EveryBlock.com lists all kinds of data around addresses. Outside.in organizes local blog posts around locations. CleverCommute provides a real picture of traffic headaches. All this open data beats the agent telling you that every neighborhood is wonderful and every house has potential.


MONEY:

See Fred Wilson, partner at Union Square Ventures in NYC: His blog is avc.com

Venture capital's goal is to find talented people with good ideas, and to give them the resources they need to execute those ideas. If I were a venture capitalist I'd figure out how to build a platform for entrepreneurship. Consider being a matchmaker connecting investors and start-ups directly, trying not to get too much in the way.

Learning from lots of data is the pillar of Google-think.
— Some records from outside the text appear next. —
//! Plain-text summary of one optimizer run.
//!
//! The optimizer hands over a [`RunRecord`]; it is validated once into a
//! [`RunSummary`] and written as `summary.txt` in the run directory.

use crate::catalog;
use crate::output::{ensure_run_dir, OutputConfig};
use crate::{ReportError, Result};
use chrono::NaiveDateTime;
use serde::{Deserialize, Serialize};
use std::fs::File;
use std::io::{BufReader, BufWriter, Write};
use std::path::{Path, PathBuf};

/// Name of the report inside a run directory
pub const SUMMARY_FILE_NAME: &str = "summary.txt";

/// Raw result record, as produced by the optimizer
#[derive(Debug, Clone, PartialEq, Serialize, Deserialize)]
pub struct RunRecord {
    /// 1-based index into [`catalog::OBJECTIVE_FUNCTIONS`]
    pub obj_func: usize,
    pub obj_dimen: usize,
    pub pool_size: usize,
    pub mutate_prob: f64,
    pub max_iter: usize,
    pub use_softmax: bool,
    pub best_obj_value: f64,
    pub best_gene: Vec<f64>,
    pub stop_iter: usize,
    pub stop_reason: String,
}

/// A run record that passed validation
#[derive(Debug, Clone, PartialEq, Serialize, Deserialize)]
#[serde(try_from = "RunRecord", into = "RunRecord")]
pub struct RunSummary {
    record: RunRecord,
}

impl RunSummary {
    /// Validate a raw record.
    ///
    /// Fails when the objective index is outside the catalog or the mutation
    /// probability is not in `[0, 1]`. A best gene whose length differs from
    /// `obj_dimen` is accepted with a warning.
    pub fn new(record: RunRecord) -> Result<Self> {
        catalog::objective_name(record.obj_func)?;

        if !(0.0..=1.0).contains(&record.mutate_prob) {
            return Err(ReportError::InvalidSummary(format!(
                "mutation probability must be within [0, 1], got {}",
                record.mutate_prob
            )));
        }

        if record.best_gene.len() != record.obj_dimen {
            log::warn!(
                "⚠️  Best gene has {} components, objective dimension is {}",
                record.best_gene.len(),
                record.obj_dimen
            );
        }

        Ok(Self { record })
    }

    pub fn objective_name(&self) -> &'static str {
        // obj_func was checked against the catalog in `new`
        catalog::OBJECTIVE_FUNCTIONS[self.record.obj_func - 1]
    }

    pub fn objective_index(&self) -> usize {
        self.record.obj_func
    }

    pub fn dimension(&self) -> usize {
        self.record.obj_dimen
    }

    pub fn pool_size(&self) -> usize {
        self.record.pool_size
    }

    pub fn mutate_prob(&self) -> f64 {
        self.record.mutate_prob
    }

    pub fn max_iter(&self) -> usize {
        self.record.max_iter
    }

    pub fn use_softmax(&self) -> bool {
        self.record.use_softmax
    }

    pub fn best_obj_value(&self) -> f64 {
        self.record.best_obj_value
    }

    pub fn best_gene(&self) -> &[f64] {
        &self.record.best_gene
    }

    pub fn stop_iter(&self) -> usize {
        self.record.stop_iter
    }

    pub fn stop_reason(&self) -> &str {
        &self.record.stop_reason
    }
}

impl TryFrom<RunRecord> for RunSummary {
    type Error = ReportError;

    fn try_from(record: RunRecord) -> Result<Self> {
        Self::new(record)
    }
}

impl From<RunSummary> for RunRecord {
    fn from(summary: RunSummary) -> Self {
        summary.record
    }
}

fn yes_no(flag: bool) -> &'static str {
    if flag {
        "True"
    } else {
        "False"
    }
}

/// Shortest round-trip form of a float, spelled the way Python prints it:
/// `0.1`, `1.0`, `1e-07`, `1.5e+20`, `nan`, `inf`.
fn float_repr(value: f64) -> String {
    if value.is_nan() {
        return "nan".to_string();
    }
    if value.is_infinite() {
        return if value > 0.0 { "inf" } else { "-inf" }.to_string();
    }

    let magnitude = value.abs();
    if magnitude == 0.0 || (1e-4..1e16).contains(&magnitude) {
        return format!("{:?}", value);
    }

    let scientific = format!("{:e}", value);
    let (mantissa, exponent) = scientific
        .split_once('e')
        .unwrap_or((scientific.as_str(), "0"));
    let (sign, digits) = match exponent.strip_prefix('-') {
        Some(digits) => ('-', digits),
        None => ('+', exponent),
    };
    format!("{}e{}{:0>2}", mantissa, sign, digits)
}

/// Three-decimal fixed form; non-finite values as `nan`, `inf`, `-inf`
fn fixed3(value: f64) -> String {
    if value.is_nan() {
        "nan".to_string()
    } else {
        format!("{:.3}", value)
    }
}

fn vector_repr(values: &[f64]) -> String {
    let items: Vec<String> = values.iter().map(|&v| float_repr(v)).collect();
    format!("[{}]", items.join(", "))
}

/// Text of `summary.txt`: ten items in a fixed order, the last one being the
/// `Best gene:` heading followed by the vector on its own line.
pub fn render_summary(summary: &RunSummary) -> String {
    format!(
        "Objective function: {}\n\
         Dimension of objective function: {}\n\
         Pool size: {}\n\
         Mutation probability: {}\n\
         Used softmax function: {}\n\
         Maximum number of iterations: {}\n\
         Stopped at iteration: {}\n\
         Reason for stopping: {}\n\
         Best fitness value: {}\n\
         Best gene:\n\
         {}\n",
        summary.objective_name(),
        summary.dimension(),
        summary.pool_size(),
        float_repr(summary.mutate_prob()),
        yes_no(summary.use_softmax()),
        summary.max_iter(),
        summary.stop_iter(),
        summary.stop_reason(),
        fixed3(summary.best_obj_value()),
        vector_repr(summary.best_gene()),
    )
}

/// Write `summary.txt` into the run directory, replacing any previous one.
///
/// Returns the path of the written file.
pub fn save_result_to_file(
    config: &OutputConfig,
    summary: &RunSummary,
    timestamp: &NaiveDateTime,
) -> Result<PathBuf> {
    let output_dir = ensure_run_dir(&config.results_root, timestamp)?;
    let path = output_dir.join(SUMMARY_FILE_NAME);

    let mut writer = BufWriter::new(File::create(&path)?);
    writer.write_all(render_summary(summary).as_bytes())?;
    writer.flush()?;

    log::info!(
        "📝 Summary for {} (stopped at iteration {}) saved to {}",
        summary.objective_name(),
        summary.stop_iter(),
        path.display()
    );
    Ok(path)
}

/// Read a JSON result record without validating it
pub fn load_run_record<P: AsRef<Path>>(path: P) -> Result<RunRecord> {
    let reader = BufReader::new(File::open(path.as_ref())?);
    let record: RunRecord = serde_json::from_reader(reader)?;
    log::debug!("Loaded run record from {}", path.as_ref().display());
    Ok(record)
}

/// Load and validate a JSON result record
pub fn load_run_summary<P: AsRef<Path>>(path: P) -> Result<RunSummary> {
    RunSummary::new(load_run_record(path)?)
}
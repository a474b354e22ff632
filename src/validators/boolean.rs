//! Boolean validator.

use std::fmt;
use std::rc::Rc;

use serde_json::Value;

use crate::core::config::{Pipeline, Shared, run_pipeline, shared};
use crate::core::{CustomError, Kind, Validate, ValidationError};
use crate::definition::Definition;

struct BooleanConfig {
    required: bool,
    transforms: Pipeline<bool>,
}

/// Validates booleans, coercing the literal strings `"true"`/`"false"`.
///
/// Booleans carry no bounds or enumerations; only presence, type, and
/// the custom pipeline apply. Handles alias their configuration; see
/// [`StringValidator`](crate::StringValidator) for the sharing contract.
///
/// # Examples
///
/// ```
/// use shapecheck::{boolean, Validate};
/// use serde_json::json;
///
/// let flag = boolean();
/// assert_eq!(flag.validate(&json!("false")).unwrap(), json!(false));
/// assert!(flag.validate(&json!("yes")).is_err());
/// ```
#[derive(Clone)]
pub struct BooleanValidator {
    config: Shared<BooleanConfig>,
}

impl BooleanValidator {
    pub(crate) fn new() -> Self {
        Self {
            config: shared(BooleanConfig {
                required: true,
                transforms: Vec::new(),
            }),
        }
    }

    /// Appends a custom transform to the pipeline.
    pub fn custom(self, transform: impl Fn(bool) -> Result<bool, CustomError> + 'static) -> Self {
        self.config.borrow_mut().transforms.push(Box::new(transform));
        self
    }

    /// Returns an aliasing handle with the shared `required` flag cleared.
    #[must_use]
    pub fn optional(&self) -> Self {
        self.config.borrow_mut().required = false;
        Self {
            config: Rc::clone(&self.config),
        }
    }

    /// Returns an aliasing handle with the shared `required` flag set.
    #[must_use]
    pub fn required(&self) -> Self {
        self.config.borrow_mut().required = true;
        Self {
            config: Rc::clone(&self.config),
        }
    }
}

impl Validate for BooleanValidator {
    fn kind(&self) -> Kind {
        Kind::Boolean
    }

    fn is_required(&self) -> bool {
        self.config.borrow().required
    }

    fn validate_at(
        &self,
        value: Option<&Value>,
        path: &str,
    ) -> Result<Option<Value>, ValidationError> {
        let config = self.config.borrow();
        let Some(value) = value else {
            if config.required {
                return Err(ValidationError::required(path));
            }
            return Ok(None);
        };

        let input = match value {
            Value::String(text) => match text.as_str() {
                "true" => true,
                "false" => false,
                _ => return Err(ValidationError::invalid_boolean(path)),
            },
            Value::Bool(flag) => *flag,
            _ => return Err(ValidationError::type_mismatch(path, Kind::Boolean)),
        };

        let output = run_pipeline(&config.transforms, path, input)?;
        Ok(Some(Value::Bool(output)))
    }

    fn definition(&self) -> Definition {
        let config = self.config.borrow();
        Definition::new(Kind::Boolean, config.required)
    }
}

impl fmt::Debug for BooleanValidator {
    fn fmt(&self, f: &mut fmt::Formatter<'_>) -> fmt::Result {
        let config = self.config.borrow();
        f.debug_struct("BooleanValidator")
            .field("required", &config.required)
            .field("transforms", &config.transforms.len())
            .finish()
    }
}
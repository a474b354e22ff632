//! Path composition for error reporting.
//!
//! A path string threads through every recursive `validate` call and
//! identifies where in the input tree a failure occurred. The root is
//! the empty string; object members compose with dots, array elements
//! with bracketed indices (`"user.tags[2]"`).

/// Extends a parent path with an object field name.
#[must_use]
pub fn join_key(parent: &str, key: &str) -> String {
    if parent.is_empty() {
        key.to_owned()
    } else {
        format!("{parent}.{key}")
    }
}

/// Extends a parent path with an array index.
#[must_use]
pub fn join_index(parent: &str, index: usize) -> String {
    format!("{parent}[{index}]")
}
HEALTH: see PatientsLikeMe.com


Decentralized. Self-organized. Not just DIY, but DIO (Do It Ourselves).


EDUCATION:

When we embark on learning, we often don't know what we don't know. The teacher still has a role and value: to craft a syllabus to guide your understanding. When it's clear what you want to learn, it's possible for a student to use books, videos, or experimentation to teach himself.

TeachStreet.com connects teachers with students.

We join to learn and teach together, sometimes handling the teaching duties to the best student on a given subject. Peer-to-peer education works well online as we can see in language-learning services such as Livemocha.com where teachers in one language become students in another, and where anyone in its gift economy can critique and help any student. It's a learning network.

See The Berlin School of Creative Leadership (where I serve on the advisory board).


PR and LAWYERS: hopeless.

PR: They can't be transparent. They have clients. It should be the job of PR advisers to convince clients that it's in their interest to be transparent and honest. PR turned upside-down: rather than representing and spinning the client to the world, they remind the client that the world is watching. Help get companies into this groove.

Volunteers could publish simple, clear, and free explanations of laws and legal documents online. All it takes is one generous lawyer to ruin the game for a thousand of them.


GENERATION G:

What is the internet, then? Libertarian? The internet champions and enables personal liberty.

The internet not as left, right, or libertarian bus as the connection machine that brings together any and all worldviews.

The internet doesn't make us more creative. Instead, it enables what we create to be seen, heard, and used. It enables every creator to find a public.

That takes creation out of the proprietary hands of the supposed creative class. Curmudgeons argue that they rob the creative class of its financial support and exclusivity: its pedestal.

The internet lets us find people who like what we do.

The internet kills the mass: mass economics and mass media.

Curmudgeons argue that it's flooded with crap. Only the playing field is flat. To stand out, one must rise on worth - as is defined by the public, rather than the priests - and the reward is attention.

We want to create and we want to be generous with our creations. We will get the attention we deserve. That means crap will be ignored. It just depends on your definition of crap.